Layer two is the set of building block services that run on top of Azure. Developers are not required to use these services and will be able to mix and match among them. The initial set of services include Live Services (a k a the Live Mesh platform); SQL Server Data Services (now known as SQL Services); .Net Services (formerly known as "Zurich"); SharePoint Services and Dynamics CRM Services. Developers will be able to build on top of these lower-level services when constructing cloud apps. SharePoint Services and CRM Services are not the same as SharePoint Online and CRM Online; they are just the platform "guts" that don't include user-interface elements.

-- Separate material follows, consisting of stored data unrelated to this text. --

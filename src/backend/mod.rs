//! Inference backend selection.
//!
//! - `Backend`: the hardware execution paths the kernel knows about.
//! - `BackendSelection`: the immutable result of a selection pass (backend,
//!   model artifact, device arguments). Shared read-only by workers.
//! - `select`: preference first, then automatic detection in fixed priority
//!   order TensorRT → DirectML → OpenVINO → CPU.
//! - `HardwareProbe`: capability checks, injectable for tests.

mod probe;
mod selection;

pub use probe::{HardwareProbe, HardwareReport, SystemProbe};
pub use selection::{select, ModelArtifacts, AUTO_ORDER};

use anyhow::{anyhow, Result};
use serde::{Deserialize, Serialize};
use std::collections::BTreeMap;
use std::fmt;
use std::path::PathBuf;
use std::str::FromStr;

#[derive(Clone, Copy, Debug, PartialEq, Eq, Hash, Serialize, Deserialize)]
pub enum Backend {
    TensorRt,
    DirectMl,
    OpenVino,
    Cpu,
    /// No backend could be configured. Workers must not start.
    None,
}

impl Backend {
    pub fn label(self) -> &'static str {
        match self {
            Backend::TensorRt => "TensorRT",
            Backend::DirectMl => "DirectML",
            Backend::OpenVino => "OpenVINO",
            Backend::Cpu => "CPU",
            Backend::None => "N/A",
        }
    }

    pub fn is_usable(self) -> bool {
        self != Backend::None
    }
}

impl fmt::Display for Backend {
    fn fmt(&self, f: &mut fmt::Formatter<'_>) -> fmt::Result {
        f.write_str(self.label())
    }
}

/// Backend requested by configuration.
#[derive(Clone, Copy, Debug, Default, PartialEq, Eq, Serialize, Deserialize)]
#[serde(rename_all = "lowercase")]
pub enum BackendPreference {
    #[default]
    Auto,
    TensorRt,
    DirectMl,
    OpenVino,
    Cpu,
}

impl BackendPreference {
    /// The single backend this preference asks for, `None` for `auto`.
    pub fn backend(self) -> Option<Backend> {
        match self {
            BackendPreference::Auto => None,
            BackendPreference::TensorRt => Some(Backend::TensorRt),
            BackendPreference::DirectMl => Some(Backend::DirectMl),
            BackendPreference::OpenVino => Some(Backend::OpenVino),
            BackendPreference::Cpu => Some(Backend::Cpu),
        }
    }

    pub fn as_str(self) -> &'static str {
        match self {
            BackendPreference::Auto => "auto",
            BackendPreference::TensorRt => "tensorrt",
            BackendPreference::DirectMl => "directml",
            BackendPreference::OpenVino => "openvino",
            BackendPreference::Cpu => "cpu",
        }
    }
}

impl FromStr for BackendPreference {
    type Err = anyhow::Error;

    fn from_str(s: &str) -> Result<Self> {
        match s.trim().to_ascii_lowercase().as_str() {
            "auto" => Ok(BackendPreference::Auto),
            "tensorrt" => Ok(BackendPreference::TensorRt),
            "directml" => Ok(BackendPreference::DirectMl),
            "openvino" => Ok(BackendPreference::OpenVino),
            "cpu" => Ok(BackendPreference::Cpu),
            other => Err(anyhow!(
                "unknown backend preference '{}' (expected auto, tensorrt, directml, openvino or cpu)",
                other
            )),
        }
    }
}

impl fmt::Display for BackendPreference {
    fn fmt(&self, f: &mut fmt::Formatter<'_>) -> fmt::Result {
        f.write_str(self.as_str())
    }
}

/// One device argument value passed through to the inference engine.
#[derive(Clone, Debug, PartialEq, Eq, Serialize, Deserialize)]
#[serde(untagged)]
pub enum DeviceArg {
    Index(u32),
    Tag(String),
}

/// Opaque engine execution arguments. Only the inference engine interprets them.
#[derive(Clone, Debug, Default, PartialEq, Eq, Serialize, Deserialize)]
#[serde(transparent)]
pub struct DeviceArgs(BTreeMap<String, DeviceArg>);

impl DeviceArgs {
    pub fn new() -> Self {
        Self::default()
    }

    pub fn with(mut self, key: &str, value: DeviceArg) -> Self {
        self.0.insert(key.to_string(), value);
        self
    }

    pub fn get(&self, key: &str) -> Option<&DeviceArg> {
        self.0.get(key)
    }

    pub fn is_empty(&self) -> bool {
        self.0.is_empty()
    }
}

/// Result of one selection pass. Immutable; replaced wholesale on reconfiguration.
#[derive(Clone, Debug, PartialEq, Serialize)]
pub struct BackendSelection {
    pub backend: Backend,
    pub model_path: PathBuf,
    pub device_args: DeviceArgs,
}

impl BackendSelection {
    pub fn none() -> Self {
        Self {
            backend: Backend::None,
            model_path: PathBuf::new(),
            device_args: DeviceArgs::new(),
        }
    }

    pub fn is_usable(&self) -> bool {
        self.backend.is_usable()
    }
}
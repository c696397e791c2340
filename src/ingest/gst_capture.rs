use anyhow::{anyhow, Context, Result};
use gstreamer::prelude::*;
use std::time::Duration;
use url::Url;

use crate::camera::CameraSource;
use crate::frame::Frame;

const PULL_TIMEOUT: Duration = Duration::from_millis(500);

/// GStreamer decode pipeline ending in an RGB appsink.
pub(super) struct GstreamerSource {
    pipeline: gstreamer::Pipeline,
    appsink: gstreamer_app::AppSink,
    frame_count: u64,
    description: String,
}

impl GstreamerSource {
    pub(super) fn open(source: &CameraSource) -> Result<Self> {
        gstreamer::init().context("initialize gstreamer")?;

        let head = pipeline_head(source)?;
        let pipeline_description = format!(
            "{} ! videoconvert ! video/x-raw,format=RGB ! \
             appsink name=appsink sync=false max-buffers=1 drop=true",
            head
        );
        let pipeline = gstreamer::parse::launch(&pipeline_description)
            .context("build capture pipeline")?
            .downcast::<gstreamer::Pipeline>()
            .map_err(|_| anyhow!("capture pipeline is not a Pipeline"))?;

        let appsink = pipeline
            .by_name("appsink")
            .context("appsink element missing from pipeline")?
            .downcast::<gstreamer_app::AppSink>()
            .map_err(|_| anyhow!("appsink element has unexpected type"))?;

        pipeline
            .set_state(gstreamer::State::Playing)
            .with_context(|| format!("start capture pipeline for {}", source))?;

        Ok(Self {
            pipeline,
            appsink,
            frame_count: 0,
            description: source.to_string(),
        })
    }

    pub(super) fn next_frame(&mut self) -> Result<Option<Frame>> {
        self.check_bus()?;

        let Some(sample) = self.appsink.try_pull_sample(gstreamer::ClockTime::from_mseconds(
            PULL_TIMEOUT.as_millis() as u64,
        )) else {
            return Ok(None);
        };

        let (pixels, width, height) = sample_to_pixels(&sample)?;
        let frame = Frame::new(pixels, width, height, self.frame_count)?;
        self.frame_count += 1;
        Ok(Some(frame))
    }

    pub(super) fn release(&mut self) {
        if let Err(e) = self.pipeline.set_state(gstreamer::State::Null) {
            log::warn!("failed to stop capture pipeline for {}: {}", self.description, e);
        }
    }

    fn check_bus(&self) -> Result<()> {
        let Some(bus) = self.pipeline.bus() else {
            return Ok(());
        };
        while let Some(message) = bus.pop() {
            use gstreamer::MessageView;
            match message.view() {
                MessageView::Error(err) => {
                    return Err(anyhow!(
                        "gstreamer error from {:?}: {}",
                        err.src().map(|s| s.path_string()),
                        err.error()
                    ));
                }
                MessageView::Eos(..) => return Err(anyhow!("end of stream")),
                _ => {}
            }
        }
        Ok(())
    }
}

/// Source elements up to decoded raw video.
fn pipeline_head(source: &CameraSource) -> Result<String> {
    match source {
        CameraSource::Device(index) => Ok(device_element(*index)),
        CameraSource::Stream(location) => match Url::parse(location) {
            Ok(url) if url.scheme() == "rtsp" || url.scheme() == "rtsps" => Ok(format!(
                "rtspsrc location=\"{}\" latency=0 ! decodebin",
                location
            )),
            Ok(_) => Ok(format!("uridecodebin uri=\"{}\"", location)),
            Err(_) => Ok(format!("filesrc location=\"{}\" ! decodebin", location)),
        },
        CameraSource::Missing => Err(anyhow!("camera has no source configured")),
    }
}

fn device_element(index: u32) -> String {
    if cfg!(target_os = "linux") {
        format!("v4l2src device=/dev/video{}", index)
    } else if cfg!(target_os = "windows") {
        format!("ksvideosrc device-index={}", index)
    } else {
        format!("avfvideosrc device-index={}", index)
    }
}

fn sample_to_pixels(sample: &gstreamer::Sample) -> Result<(Vec<u8>, u32, u32)> {
    let buffer = sample.buffer().context("sample missing buffer")?;
    let caps = sample.caps().context("sample missing caps")?;
    let info = gstreamer_video::VideoInfo::from_caps(caps).context("parse caps as video info")?;

    let width = info.width();
    let height = info.height();
    let row_bytes = (width as usize) * 3;
    let stride = info.stride()[0] as usize;

    let map = buffer.map_readable().context("map sample buffer")?;
    let data = map.as_slice();

    if stride == row_bytes {
        let len = row_bytes * height as usize;
        let pixels = data.get(..len).context("sample buffer is truncated")?;
        return Ok((pixels.to_vec(), width, height));
    }

    let mut pixels = Vec::with_capacity(row_bytes * height as usize);
    for row in 0..height as usize {
        let start = row * stride;
        pixels.extend_from_slice(
            data.get(start..start + row_bytes)
                .context("sample buffer row is out of bounds")?,
        );
    }
    Ok((pixels, width, height))
}
//! Configuration management subsystem.
//!
//! # Data Flow
//! ```text
//! config file (TOML)
//!     → loader.rs (parse & deserialize)
//!     → validation.rs (semantic checks)
//!     → AppConfig (validated, immutable)
//!     → AuditConfig handed to RequestAuditLayer at construction
//! ```
//!
//! # Design Decisions
//! - Config is immutable once loaded; there is no process-wide default
//! - All fields have defaults to allow minimal configs
//! - Validation separates syntactic (serde) from semantic checks
//! - Callbacks (body predicates, skip, extra attributes) are not
//!   configuration; they are attached on the layer

pub mod loader;
pub mod schema;
pub mod validation;

pub use loader::{load_config, parse_config, ConfigError};
pub use schema::{AppConfig, AuditConfig, ListenerConfig, LogFormat, ObservabilityConfig};
pub use validation::{validate_config, ValidationError};
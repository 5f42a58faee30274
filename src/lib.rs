//! Request audit middleware for axum/tower services.
//!
//! One structured record per request/response cycle, even when the handler
//! panics or the client goes away.

pub mod audit;
pub mod capture;
pub mod config;
pub mod format;
pub mod http;
pub mod observability;

pub use audit::{
    current, enable_request_body_capture, enable_response_body_capture, set_attrs, set_error,
    set_level, try_current, Attr, AttrValue, AuditHandle, Level,
};
pub use config::{AppConfig, AuditConfig};
pub use format::{Schema, SchemaKind};
pub use http::{curl, curl_request, AbortHandler, HttpServer, RequestAuditLayer, RequestSnapshot};
pub use observability::{AuditSink, JsonLineSink, TracingSink};
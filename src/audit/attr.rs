//! Key/value attributes carried by audit records.
//!
//! Attributes keep insertion order all the way to the sink. A `Group`
//! value renders as a nested object.

use serde_json::{Map, Value};

/// A single record attribute.
#[derive(Debug, Clone, PartialEq)]
pub struct Attr {
    pub key: String,
    pub value: AttrValue,
}

/// Value of an attribute.
#[derive(Debug, Clone, PartialEq)]
pub enum AttrValue {
    Str(String),
    Int(i64),
    Uint(u64),
    Float(f64),
    Bool(bool),
    List(Vec<String>),
    Group(Vec<Attr>),
    Json(Value),
}

impl Attr {
    pub fn new(key: impl Into<String>, value: impl Into<AttrValue>) -> Self {
        Self {
            key: key.into(),
            value: value.into(),
        }
    }

    /// A nested group of attributes.
    pub fn group(key: impl Into<String>, attrs: Vec<Attr>) -> Self {
        Self {
            key: key.into(),
            value: AttrValue::Group(attrs),
        }
    }
}

impl AttrValue {
    /// Convert into a JSON value. Groups become ordered objects.
    pub fn to_json(&self) -> Value {
        match self {
            AttrValue::Str(s) => Value::String(s.clone()),
            AttrValue::Int(n) => Value::from(*n),
            AttrValue::Uint(n) => Value::from(*n),
            AttrValue::Float(n) => Value::from(*n),
            AttrValue::Bool(b) => Value::Bool(*b),
            AttrValue::List(items) => {
                Value::Array(items.iter().cloned().map(Value::String).collect())
            }
            AttrValue::Group(attrs) => Value::Object(attrs_to_map(attrs)),
            AttrValue::Json(v) => v.clone(),
        }
    }

    pub fn as_str(&self) -> Option<&str> {
        match self {
            AttrValue::Str(s) => Some(s),
            _ => None,
        }
    }
}

/// Render a list of attributes as an ordered JSON object.
///
/// A later attribute with the same key replaces the earlier value but keeps
/// its position.
pub fn attrs_to_map(attrs: &[Attr]) -> Map<String, Value> {
    let mut map = Map::with_capacity(attrs.len());
    for attr in attrs {
        map.insert(attr.key.clone(), attr.value.to_json());
    }
    map
}

impl From<&str> for AttrValue {
    fn from(v: &str) -> Self {
        AttrValue::Str(v.to_string())
    }
}

impl From<String> for AttrValue {
    fn from(v: String) -> Self {
        AttrValue::Str(v)
    }
}

impl From<i64> for AttrValue {
    fn from(v: i64) -> Self {
        AttrValue::Int(v)
    }
}

impl From<i32> for AttrValue {
    fn from(v: i32) -> Self {
        AttrValue::Int(v.into())
    }
}

impl From<u64> for AttrValue {
    fn from(v: u64) -> Self {
        AttrValue::Uint(v)
    }
}

impl From<u16> for AttrValue {
    fn from(v: u16) -> Self {
        AttrValue::Uint(v.into())
    }
}

impl From<usize> for AttrValue {
    fn from(v: usize) -> Self {
        AttrValue::Uint(v as u64)
    }
}

impl From<f64> for AttrValue {
    fn from(v: f64) -> Self {
        AttrValue::Float(v)
    }
}

impl From<bool> for AttrValue {
    fn from(v: bool) -> Self {
        AttrValue::Bool(v)
    }
}

impl From<Vec<String>> for AttrValue {
    fn from(v: Vec<String>) -> Self {
        AttrValue::List(v)
    }
}

impl From<Value> for AttrValue {
    fn from(v: Value) -> Self {
        AttrValue::Json(v)
    }
}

(Another clarification: Layers one and two together -- the thing Microsoft calls the "Azure platform" -- is what was briefly known as "Windows Strata.")

Layer three are the Azure-hosted applications. Some of these are from Microsoft and include SharePoint Online, Exchange Online, Dynamics CRM Online. Others will be authored by third-party developers.

Over time, Microsoft is promising some bigger things from its cloud platform. First, the company has committed to delivering Microsoft-hosted versions of all its enterprise apps. So those rumors of Forefront Online and System Center Online that I'v been hearing about for months sound like they are on the drawing board. These Online services -- as well as all of Microsoft's Live services -- are being slowly moved to run on top of Azure. (Right now, the only Microsoft Live property hosted on Azure is Live Mesh. The next one that will be is Live Meeting, Srivastava said.)

So besides the obvious -- licensing, pricing and due date -- what else do you want to know about Microsoft's cloud infrastructure? Any holes you see so far?